NewsGuard note que « le Canada francophone semble constituer un passage fréquent pour que ces théories traversent l’Atlantique, depuis les Etats-Unis vers la France ». Notamment via les vidéos du théoricien du complot Alexis Cossette-Trudel, animateur sur Radio-Québec.

Les thématiques locales comme « infiltration ultime »

Pour NewsGuard, la pandémie de Covid-19 a servi de catalyseur aux thèses du mouvement QAnon, et notamment en France. La crise sanitaire ne serait rien de moins qu’un plan de « l’Etat profond » imposé par les élites mondiales pour faire vacciner la population, selon des publications identifiées par l’organisation.

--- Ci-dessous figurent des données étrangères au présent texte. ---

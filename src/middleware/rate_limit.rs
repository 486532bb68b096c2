//! Fixed-window throttle for credential endpoints (login, register, password reset).

use std::collections::HashMap;
use std::net::{IpAddr, SocketAddr};
use std::sync::{Arc, OnceLock};

use axum::body::Body;
use axum::extract::ConnectInfo;
use axum::http::{header::RETRY_AFTER, HeaderName, HeaderValue, Request};
use axum::middleware::Next;
use axum::response::{IntoResponse, Response};
use tokio::sync::Mutex;

use crate::config::env_bool;
use crate::response::AppError;

const RATE_LIMIT_LIMIT: HeaderName = HeaderName::from_static("ratelimit-limit");
const RATE_LIMIT_REMAINING: HeaderName = HeaderName::from_static("ratelimit-remaining");
const RATE_LIMIT_RESET: HeaderName = HeaderName::from_static("ratelimit-reset");

const DEFAULT_AUTH_WINDOW_MS: u64 = 5 * 60 * 1000;
const DEFAULT_AUTH_MAX: u64 = 30;

static AUTH_LIMITER: OnceLock<Arc<RateLimiter>> = OnceLock::new();

pub async fn auth_rate_limit(req: Request<Body>, next: Next) -> Response {
    if !rate_limit_enabled() {
        return next.run(req).await;
    }
    let Some(ip) = extract_client_ip(&req).filter(|ip| !ip.is_loopback()) else {
        return next.run(req).await;
    };

    let limiter = AUTH_LIMITER.get_or_init(|| {
        Arc::new(RateLimiter::new(RateLimitConfig {
            window_ms: env_u64("AUTH_RATE_LIMIT_WINDOW_MS").unwrap_or(DEFAULT_AUTH_WINDOW_MS),
            max: env_u64("AUTH_RATE_LIMIT_MAX").unwrap_or(DEFAULT_AUTH_MAX),
        }))
    });

    let check = limiter.check(ip, now_ms()).await;

    if !check.allowed {
        tracing::warn!(%ip, "auth rate limit exceeded");
        let mut res =
            AppError::too_many_requests("Too many attempts, please try again later").into_response();
        apply_rate_limit_headers(&mut res, check);
        return res;
    }

    let mut res = next.run(req).await;
    apply_rate_limit_headers(&mut res, check);
    res
}

fn apply_rate_limit_headers(res: &mut Response, check: RateLimitCheck) {
    if let Ok(value) = HeaderValue::from_str(&check.limit.to_string()) {
        res.headers_mut().insert(RATE_LIMIT_LIMIT, value);
    }
    if let Ok(value) = HeaderValue::from_str(&check.remaining.to_string()) {
        res.headers_mut().insert(RATE_LIMIT_REMAINING, value);
    }
    if let Ok(value) = HeaderValue::from_str(&check.reset_after_seconds.to_string()) {
        res.headers_mut().insert(RATE_LIMIT_RESET, value.clone());
        if check.remaining == 0 {
            res.headers_mut().insert(RETRY_AFTER, value);
        }
    }
}

fn rate_limit_enabled() -> bool {
    env_bool("AUTH_RATE_LIMIT").unwrap_or(true)
}

fn env_u64(key: &str) -> Option<u64> {
    std::env::var(key).ok()?.trim().parse::<u64>().ok()
}

fn extract_client_ip(req: &Request<Body>) -> Option<IpAddr> {
    if env_bool("TRUST_PROXY").unwrap_or(false) {
        let forwarded = req
            .headers()
            .get(HeaderName::from_static("x-forwarded-for"))
            .and_then(|value| value.to_str().ok())
            .and_then(|raw| raw.split(',').next())
            .and_then(|first| first.trim().parse::<IpAddr>().ok());
        if forwarded.is_some() {
            return forwarded;
        }
    }

    req.extensions()
        .get::<ConnectInfo<SocketAddr>>()
        .map(|ConnectInfo(addr)| addr.ip())
}

#[derive(Debug, Clone, Copy)]
struct RateLimitConfig {
    window_ms: u64,
    max: u64,
}

#[derive(Debug, Clone, Copy)]
struct Entry {
    window_start_ms: u64,
    hits: u64,
}

#[derive(Debug, Clone, Copy)]
struct RateLimitCheck {
    allowed: bool,
    limit: u64,
    remaining: u64,
    reset_after_seconds: u64,
}

#[derive(Debug)]
struct RateLimiterState {
    entries: HashMap<IpAddr, Entry>,
    last_cleanup_ms: u64,
}

#[derive(Debug)]
struct RateLimiter {
    config: RateLimitConfig,
    state: Mutex<RateLimiterState>,
}

impl RateLimiter {
    fn new(config: RateLimitConfig) -> Self {
        Self {
            config,
            state: Mutex::new(RateLimiterState {
                entries: HashMap::new(),
                last_cleanup_ms: now_ms(),
            }),
        }
    }

    async fn check(&self, ip: IpAddr, now_ms: u64) -> RateLimitCheck {
        let window_ms = self.config.window_ms;
        let mut state = self.state.lock().await;

        if now_ms.saturating_sub(state.last_cleanup_ms) >= window_ms {
            state
                .entries
                .retain(|_, entry| now_ms.saturating_sub(entry.window_start_ms) < window_ms);
            state.last_cleanup_ms = now_ms;
        }

        let entry = state.entries.entry(ip).or_insert(Entry {
            window_start_ms: now_ms,
            hits: 0,
        });

        if now_ms.saturating_sub(entry.window_start_ms) >= window_ms {
            entry.window_start_ms = now_ms;
            entry.hits = 0;
        }

        entry.hits = entry.hits.saturating_add(1);
        let allowed = entry.hits <= self.config.max;
        let reset_after_ms = window_ms.saturating_sub(now_ms.saturating_sub(entry.window_start_ms));

        RateLimitCheck {
            allowed,
            limit: self.config.max,
            remaining: if allowed {
                self.config.max.saturating_sub(entry.hits)
            } else {
                0
            },
            reset_after_seconds: reset_after_ms.div_ceil(1000),
        }
    }
}

fn now_ms() -> u64 {
    chrono::Utc::now().timestamp_millis().max(0) as u64
}

#[cfg(test)]
mod tests {
    use super::*;

    #[tokio::test]
    async fn blocks_after_max_hits_within_window() {
        let limiter = RateLimiter::new(RateLimitConfig {
            window_ms: 1_000,
            max: 2,
        });
        let ip: IpAddr = "10.0.0.8".parse().unwrap();

        assert!(limiter.check(ip, 10_000).await.allowed);
        let second = limiter.check(ip, 10_100).await;
        assert!(second.allowed);
        assert_eq!(second.remaining, 0);
        assert!(!limiter.check(ip, 10_200).await.allowed);

        let after_window = limiter.check(ip, 11_500).await;
        assert!(after_window.allowed);
        assert_eq!(after_window.remaining, 1);
    }

    #[tokio::test]
    async fn addresses_are_tracked_separately() {
        let limiter = RateLimiter::new(RateLimitConfig {
            window_ms: 60_000,
            max: 1,
        });
        let a: IpAddr = "10.0.0.1".parse().unwrap();
        let b: IpAddr = "10.0.0.2".parse().unwrap();
        assert!(limiter.check(a, 5_000).await.allowed);
        assert!(!limiter.check(a, 5_001).await.allowed);
        assert!(limiter.check(b, 5_002).await.allowed);
    }
}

Une accélération également identifiée par l’Institut pour le dialogue stratégique* (en PDF), particulièrement lors de l’instauration des mesures de confinement dans plusieurs pays, en mars.

Un signe parmi d’autres de cette progression : des groupes en ligne soutenant le désormais célèbre professeur Didier Raoult –  « érigé en héros dans certains cercles conspirationnistes », écrit NewsGuard – ont partagé des publications liées au mouvement QAnon telles qu’une vidéo des « deQodeurs » sur la France et « l’Etat profond ». Des contenus également diffusés au sein de groupes pro-« gilets jaunes ». Pour NewsGuard, le fait que ces théories du complot fusionnent avec des groupes aux thématiques locales relève de « l’infiltration ultime ».

« C’est inquiétant parce que QAnon nourrit une méfiance généralisée envers les institutions de manière globale et a le potentiel pour ‘booster’ d’autres théories du complot, comme les théories anti-vaccinà un moment où on va avoir besoin d’un vaccin [contre le coronavirus] », alerte Chine Labbé.

* Ces liens renvoient vers des pages en anglais.